This is obviously a provocation on Nietzsche’s part, considering the influence Plato’s had on Western philosophy. But that doesn’t mean he just blurted it out without reason.
Nietzsche has a very specific bone to pick with Plato.
Plato’s theory of forms, broadly speaking, holds that the physical, material world is only an ephemeral, imperfect reflection of a truer, timeless world of forms or ideas.
These ideas are the essence of things. For example, there are many cups in the world. But they all share the same essence: they all participate in the idea of “cupness.” The ideal cup exists somewhere as a Platonic idea or form. Without this idea, we couldn’t call a cup, well, a cup.

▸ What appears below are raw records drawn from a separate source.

//! Keyword filters over discovered links

use tracing::debug;

use crate::filters::domain::is_trusted_external_platform;
use crate::filters::keywords::{
    LINK_FILTER_KEYWORDS, PROMISING_KEYWORDS, SKIP_KEYWORDS, STOP_WORD_OVERRIDES, STOP_WORDS,
    contains_any,
};
use crate::filters::useless::is_obviously_useless;
use crate::parser::Link;
use crate::urls::{is_same_domain, path_of};

/// Anchor text mentions reviewer recruitment
pub fn has_promising_keywords(text: &str) -> bool {
    contains_any(&text.to_lowercase(), PROMISING_KEYWORDS)
}

/// Anchor text is a plain navigation label such as "About" or "Hotel Info".
///
/// Promising keywords win over the navigation label.
pub fn should_skip_link_text(text: &str) -> bool {
    let text = text.trim().to_lowercase();
    let is_nav = SKIP_KEYWORDS.iter().any(|kw| {
        text == *kw || text.starts_with(&format!("{kw} ")) || text.ends_with(&format!(" {kw}"))
    });
    is_nav && !has_promising_keywords(&text)
}

/// Text contains a recruitment term worth following
pub fn has_filter_keyword(text: &str) -> bool {
    contains_any(&text.to_lowercase(), LINK_FILTER_KEYWORDS)
}

/// Text contains a stop word and no offsetting recruitment term
pub fn has_stop_word(text: &str) -> bool {
    let text = text.to_lowercase();
    if contains_any(&text, STOP_WORD_OVERRIDES) {
        return false;
    }
    contains_any(&text, STOP_WORDS)
}

/// Decide whether the explorer should follow a link.
///
/// The path or the anchor text must carry a recruitment term. Only the path
/// can veto the link with a stop word.
pub fn should_explore_link(link: &Link) -> bool {
    let path = path_of(&link.url);
    if !(has_filter_keyword(&path) || has_filter_keyword(&link.text)) {
        return false;
    }
    !has_stop_word(&path)
}

/// Options for [`filter_links`]
#[derive(Debug, Clone)]
pub struct LinkFilterOptions {
    /// Conference domain; subdomains are in scope
    pub base_domain: String,

    /// Conference short name, used as evidence for external platforms
    pub conference_name: String,

    /// Drop obviously useless URLs
    pub filter_useless: bool,

    /// Drop navigation-label anchors
    pub filter_by_text: bool,

    /// Drop off-domain links that are not on a trusted platform
    pub filter_by_domain: bool,
}

impl LinkFilterOptions {
    /// All filters enabled for the given domain
    pub fn new(base_domain: impl Into<String>) -> Self {
        Self {
            base_domain: base_domain.into(),
            conference_name: String::new(),
            filter_useless: true,
            filter_by_text: true,
            filter_by_domain: true,
        }
    }

    /// Set the conference short name
    pub fn conference_name(mut self, name: impl Into<String>) -> Self {
        self.conference_name = name.into();
        self
    }
}

/// Keep links that are in scope, not obviously useless, and not navigation labels
pub fn filter_links(links: Vec<Link>, options: &LinkFilterOptions) -> Vec<Link> {
    links
        .into_iter()
        .filter(|link| {
            if options.filter_by_domain
                && !is_same_domain(&link.url, &options.base_domain)
                && !is_trusted_external_platform(&link.url, &options.conference_name)
            {
                debug!("Dropping off-domain link {}", link.url);
                return false;
            }
            if options.filter_useless && is_obviously_useless(&link.url) {
                debug!("Dropping useless link {}", link.url);
                return false;
            }
            if options.filter_by_text && !link.text.is_empty() && should_skip_link_text(&link.text)
            {
                debug!("Dropping navigation link {} ({})", link.url, link.text);
                return false;
            }
            true
        })
        .collect()
}
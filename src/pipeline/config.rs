//! # Discovery Configuration Module
//!
//! One value carrying every tunable of a discovery run: the fetcher, scoring
//! and explorer settings, the search backend and the recruitment window.

use crate::conference::RecruitmentWindow;
use crate::explorer::ExplorerConfig;
use crate::fetcher::FetcherConfig;
use crate::scoring::ScoringConfig;
use crate::search::{DateRange, ProviderKind};

/// Search results requested per query
const DEFAULT_RESULTS_PER_QUERY: usize = 10;

/// Configuration for a discovery run
#[derive(Debug, Clone)]
pub struct DiscoveryConfig {
    pub fetcher: FetcherConfig,
    pub scoring: ScoringConfig,
    pub explorer: ExplorerConfig,

    /// Preferred search backend
    pub provider: ProviderKind,

    /// API key for Serper
    pub serper_key: Option<String>,

    /// Recency filter passed to the search backend
    pub date_range: DateRange,

    /// Hits requested for each search query
    pub results_per_query: usize,

    /// Which conferences are worth searching this month
    pub window: RecruitmentWindow,

    /// Keep candidates whose decision is reject in the report
    pub include_rejected: bool,
}

impl Default for DiscoveryConfig {
    fn default() -> Self {
        Self {
            fetcher: FetcherConfig::default(),
            scoring: ScoringConfig::default(),
            explorer: ExplorerConfig::default(),
            provider: ProviderKind::default(),
            serper_key: None,
            date_range: DateRange::default(),
            results_per_query: DEFAULT_RESULTS_PER_QUERY,
            window: RecruitmentWindow::default(),
            include_rejected: false,
        }
    }
}

impl DiscoveryConfig {
    /// Create a new builder
    pub fn builder() -> DiscoveryConfigBuilder {
        DiscoveryConfigBuilder::new()
    }
}

/// Builder for DiscoveryConfig
#[derive(Debug, Default)]
pub struct DiscoveryConfigBuilder {
    config: DiscoveryConfig,
}

impl DiscoveryConfigBuilder {
    pub fn new() -> Self {
        Self {
            config: DiscoveryConfig::default(),
        }
    }

    pub fn fetcher(mut self, fetcher: FetcherConfig) -> Self {
        self.config.fetcher = fetcher;
        self
    }

    pub fn scoring(mut self, scoring: ScoringConfig) -> Self {
        self.config.scoring = scoring;
        self
    }

    pub fn explorer(mut self, explorer: ExplorerConfig) -> Self {
        self.config.explorer = explorer;
        self
    }

    pub fn provider(mut self, provider: ProviderKind) -> Self {
        self.config.provider = provider;
        self
    }

    pub fn serper_key(mut self, key: Option<String>) -> Self {
        self.config.serper_key = key;
        self
    }

    pub fn date_range(mut self, date_range: DateRange) -> Self {
        self.config.date_range = date_range;
        self
    }

    pub fn results_per_query(mut self, results: usize) -> Self {
        self.config.results_per_query = results.max(1);
        self
    }

    pub fn window(mut self, window: RecruitmentWindow) -> Self {
        self.config.window = window;
        self
    }

    pub fn include_rejected(mut self, include: bool) -> Self {
        self.config.include_rejected = include;
        self
    }

    pub fn build(self) -> DiscoveryConfig {
        self.config
    }
}
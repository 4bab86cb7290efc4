//! Keyword tables used by the link filters

/// Anchor-text terms that mark a link as worth content analysis
pub const PROMISING_KEYWORDS: &[&str] = &[
    "call for reviewer",
    "call for pc",
    "call for nomination",
    "reviewer",
    "pc member",
    "program committee",
    "programme committee",
    "nomination",
    "nominate",
    "committee",
    "volunteer",
    "shadow pc",
    "recruit",
    "artifact evaluation",
    "area chair",
];

/// Terms in a URL path or anchor text that make a link worth following
pub const LINK_FILTER_KEYWORDS: &[&str] = &[
    "call",
    "reviewer",
    "review",
    "pc",
    "committee",
    "nomination",
    "workshop",
    "volunteer",
    "chair",
    "shadow",
    "recruit",
];

/// Terms that make a link not worth following unless a recruitment term offsets them
pub const STOP_WORDS: &[&str] = &["venue", "travel", "sponsor", "news", "about"];

/// Recruitment terms that always override a stop word
pub const STOP_WORD_OVERRIDES: &[&str] = &["reviewer", "pc", "committee", "nomination", "call"];

/// Whole-word anchor texts of navigation links that never lead to a call
pub const SKIP_KEYWORDS: &[&str] = &[
    "about",
    "sponsor",
    "sponsors",
    "venue",
    "travel",
    "hotel",
    "registration",
    "register",
    "contact",
    "news",
    "home",
    "login",
    "visa",
    "accommodation",
];

/// File extensions that are never HTML pages worth reading
pub const USELESS_EXTENSIONS: &[&str] = &[
    ".pdf", ".jpg", ".jpeg", ".png", ".gif", ".svg", ".doc", ".docx", ".ppt", ".pptx", ".xls",
    ".xlsx", ".zip", ".tar", ".gz", ".mp4", ".mp3", ".ics", ".bib", ".css", ".js",
];

/// URL substrings of pages that are never calls
pub const USELESS_URL_PATTERNS: &[&str] = &[
    "twitter.com",
    "://x.com",
    "facebook.com",
    "linkedin.com",
    "instagram.com",
    "youtube.com",
    "/login",
    "/signin",
    "/register",
    "/registration",
    "/sponsor",
    "mailto:",
    "javascript:",
];

/// Paths that are never reviewer calls unless a recruitment term co-occurs
pub const NEVER_REVIEWER_CALL_PATHS: &[&str] = &[
    "/about",
    "/venue",
    "/travel",
    "/visa",
    "/accommodation",
    "/hotel",
    "/contact",
    "/news",
    "/schedule",
    "/keynote",
    "/awards",
    "/proceedings",
    "/accepted-papers",
    "/gallery",
    "/photos",
];

/// Terms that rescue a URL matching [`NEVER_REVIEWER_CALL_PATHS`]
pub const NEVER_PATH_RESCUE_TERMS: &[&str] = &[
    "call",
    "reviewer",
    "review",
    "pc",
    "committee",
    "nomination",
    "recruitment",
    "member",
    "chair",
];

/// Conference short names recognized in GitHub Pages project names
pub const GITHUB_PAGES_CONFERENCES: &[&str] = &[
    "iclr", "icml", "neurips", "cvpr", "iccv", "aaai", "acl", "emnlp", "naacl", "eacl",
];

/// Topical fragments that mark a GitHub Pages site as a likely workshop
pub const GITHUB_PAGES_TOPICS: &[&str] =
    &["-ai", "science", "agent", "learning", "foundation", "model"];

/// Lowercase `haystack` contains any of `needles`
pub(crate) fn contains_any(haystack: &str, needles: &[&str]) -> bool {
    needles.iter().any(|needle| haystack.contains(needle))
}
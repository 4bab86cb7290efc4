//! # Explorer Configuration Module
//!
//! Bounds and seed weights of the graph exploration.

/// Configuration for the graph explorer
#[derive(Debug, Clone, PartialEq)]
pub struct ExplorerConfig {
    /// Nodes at this depth are recorded but never expanded
    pub max_depth: u32,

    /// Maximum number of pages fetched per conference
    pub max_pages: usize,

    /// Children with a lower graph score are not queued
    pub min_link_score: f64,

    /// Search score given to the homepage seed
    pub homepage_seed_score: f64,

    /// Search score given to reviewer-search seeds
    pub reviewer_seed_score: f64,
}

impl Default for ExplorerConfig {
    fn default() -> Self {
        Self {
            max_depth: 3,
            max_pages: 50,
            min_link_score: -2.0,
            homepage_seed_score: 6.0,
            reviewer_seed_score: 5.0,
        }
    }
}

impl ExplorerConfig {
    /// Create a new builder
    pub fn builder() -> ExplorerConfigBuilder {
        ExplorerConfigBuilder::new()
    }
}

/// Builder for ExplorerConfig
#[derive(Debug, Default)]
pub struct ExplorerConfigBuilder {
    config: ExplorerConfig,
}

impl ExplorerConfigBuilder {
    pub fn new() -> Self {
        Self {
            config: ExplorerConfig::default(),
        }
    }

    pub fn max_depth(mut self, max_depth: u32) -> Self {
        self.config.max_depth = max_depth;
        self
    }

    pub fn max_pages(mut self, max_pages: usize) -> Self {
        self.config.max_pages = max_pages;
        self
    }

    pub fn min_link_score(mut self, score: f64) -> Self {
        self.config.min_link_score = score;
        self
    }

    pub fn homepage_seed_score(mut self, score: f64) -> Self {
        self.config.homepage_seed_score = score;
        self
    }

    pub fn reviewer_seed_score(mut self, score: f64) -> Self {
        self.config.reviewer_seed_score = score;
        self
    }

    pub fn build(self) -> ExplorerConfig {
        self.config
    }
}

In Platonism, the material world is imperfect compared to the world of ideas. A geometrical example can make things clearer: imagine a circle. It’s impossible to draw a mathematically perfect circle in the real world. The perfect circle exists only as an idea, as a concept. But that doesn’t mean we can’t draw circles at all. The theory of forms tries to explain why we recognize this imperfect circular shape as a circle. It’s because the drawing participates in the idea of the circle. It shares its essence.
So there is the imperfect material world and there is the perfect world of forms. Should we focus our philosophical efforts on the imperfect world or on the perfect world? The answer is obvious.
And you can see how these ideas can transform over time into Christianity. The Platonic world of forms becomes the Kingdom of God or Heaven – it’s the same underlying idea that the material world is imperfect but there exists a spiritual world of perfection someplace else, on a metaphysical level.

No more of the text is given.